● WHAT TO PRODUCE
Copy, from the material below, each line that contains the word "with".

MATERIAL FOR THIS EXERCISE: Begin

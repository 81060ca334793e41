//! Core engine types: players, identifiers, coordinates, diagnostics.
//!
//! These are the game-agnostic building blocks shared by the board model,
//! the movement resolver, and the ability engine.

pub mod diagnostics;
pub mod ids;
pub mod player;

pub use diagnostics::{Diagnostic, DiagnosticKind};
pub use ids::{Coord, TileCode, TileId};
pub use player::{Player, TeamFilter};
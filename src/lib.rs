//! # paisho-engine
//!
//! A declarative tile movement and ability resolution engine for Pai Sho
//! style abstract board games.
//!
//! ## Design Principles
//!
//! 1. **Game-Agnostic Core**: No hardcoded tiles, layouts, or ability
//!    wiring. Games supply a declarative `GameDefinition` (tile table +
//!    rule options) and a `BoardLayout` at startup.
//!
//! 2. **Closed Vocabularies**: Movement types, triggers, targets, and
//!    ability effects are closed enums dispatched through exhaustive
//!    matches - an unhandled case is a compile error, not a runtime
//!    surprise.
//!
//! 3. **Fails Soft**: Nothing in the play path raises an error. Illegal
//!    requests return a no-effect result; misconfigured abilities degrade
//!    into no-ops carrying structured diagnostics.
//!
//! ## Architecture
//!
//! - **Board model**: a point arena with geometry queries; per-search
//!   scratch state lives outside the domain entities.
//!
//! - **Movement resolver**: pure breadth-first frontier expansion driven
//!   by `MovementDescriptor`s, with budget-based pruning; travel shapes
//!   resolve depth-first because their legality is path-dependent.
//!
//! - **Ability engine**: trigger/target/ability brains coordinated by a
//!   manager that discovers, orders, activates, cancels, preserves, and
//!   reprocesses to a fixpoint, pausing on prompts for player choices.
//!
//! ## Modules
//!
//! - `core`: players, identifiers, coordinates, diagnostics
//! - `board`: point arena, geometry, tile seating
//! - `tiles`: declarative definitions and the per-game table
//! - `movement`: movement descriptors and the resolver
//! - `abilities`: the trigger/target/ability engine
//! - `rules`: rule options and the move request/result surface
//! - `game`: the public move/deploy orchestration
//! - `games`: reference game definitions

pub mod abilities;
pub mod board;
pub mod core;
pub mod game;
pub mod games;
pub mod movement;
pub mod rules;
pub mod tiles;

// Re-export commonly used types
pub use crate::core::{Coord, Diagnostic, DiagnosticKind, Player, TeamFilter, TileCode, TileId};

pub use crate::board::{
    Board, BoardLayout, BoardPoint, Direction, Occupancy, PointIndex, PointType, PointTypeSet,
};

pub use crate::tiles::{
    DeployType, GameDefinition, SetupError, TerritorialZone, Tile, TileAttribute, TileDefinition,
    TileFilter, TileLocation,
};

pub use crate::movement::{
    CaptureType, MovementAbility, MovementDescriptor, MovementModifier, MovementRestriction,
    MovementType, ResolvedMovement, TravelStep,
};

pub use crate::abilities::{
    Ability, AbilityCategory, AbilityDescriptor, AbilityEffect, AbilityKind, AbilityManager,
    ActivationRequirement, MoveContext, MoveKind, PromptAnswer, PromptKind, PromptOption,
    PromptRequest, PromptTargetData, SourceTileKey, TargetDescriptor, TargetType,
    TriggerDescriptor, TriggerOutcome, TriggerType,
};

pub use crate::rules::{
    ActivationFlags, MoveOutcome, MoveRequest, MoveResult, NoEffectReason, RuleOptions,
    TileRecords,
};

pub use crate::game::Game;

MATERIAL FOR THIS EXERCISE: End

● ANSWER TO THIS EXERCISE
//! - **Board model**: a point arena with geometry queries; per-search
//!   by `MovementDescriptor`s, with budget-based pruning; travel shapes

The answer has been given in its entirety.